Description of the task:
Every line with the string "impl" should be copied from the data.

-----

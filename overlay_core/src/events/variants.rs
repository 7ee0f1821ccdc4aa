//! Typed aliases of the overlay events for each resource kind.

use super::{OverlayEvent, OverlayUpdate};
use crate::resource::{AnyResource, Category, StoreChannel, TextChannel, VoiceChannel};

pub type CategoryOverlayEvent = OverlayEvent<Category>;
pub type CategoryOverlayUpdate = OverlayUpdate<Category>;

pub type TextChannelOverlayEvent = OverlayEvent<TextChannel>;
pub type TextChannelOverlayUpdate = OverlayUpdate<TextChannel>;

pub type VoiceChannelOverlayEvent = OverlayEvent<VoiceChannel>;
pub type VoiceChannelOverlayUpdate = OverlayUpdate<VoiceChannel>;

pub type StoreChannelOverlayEvent = OverlayEvent<StoreChannel>;
pub type StoreChannelOverlayUpdate = OverlayUpdate<StoreChannel>;

pub type AnyOverlayEvent = OverlayEvent<AnyResource>;
pub type AnyOverlayUpdate = OverlayUpdate<AnyResource>;

impl OverlayEvent<Category> {
    /// The category whose overlay changed
    pub fn category(&self) -> &Category {
        self.resource()
    }
}

impl OverlayUpdate<Category> {
    /// The category whose overlay changed
    pub fn category(&self) -> &Category {
        self.resource()
    }
}

macro_rules! channel_accessor {
    ($($ty:ty),+ $(,)?) => {
        $(
            impl OverlayEvent<$ty> {
                /// The channel whose overlay changed
                pub fn channel(&self) -> &$ty {
                    self.resource()
                }
            }

            impl OverlayUpdate<$ty> {
                /// The channel whose overlay changed
                pub fn channel(&self) -> &$ty {
                    self.resource()
                }
            }
        )+
    };
}

channel_accessor!(TextChannel, VoiceChannel, StoreChannel);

-----

Task answer:
impl OverlayEvent<Category> {
impl OverlayUpdate<Category> {
            impl OverlayEvent<$ty> {
            impl OverlayUpdate<$ty> {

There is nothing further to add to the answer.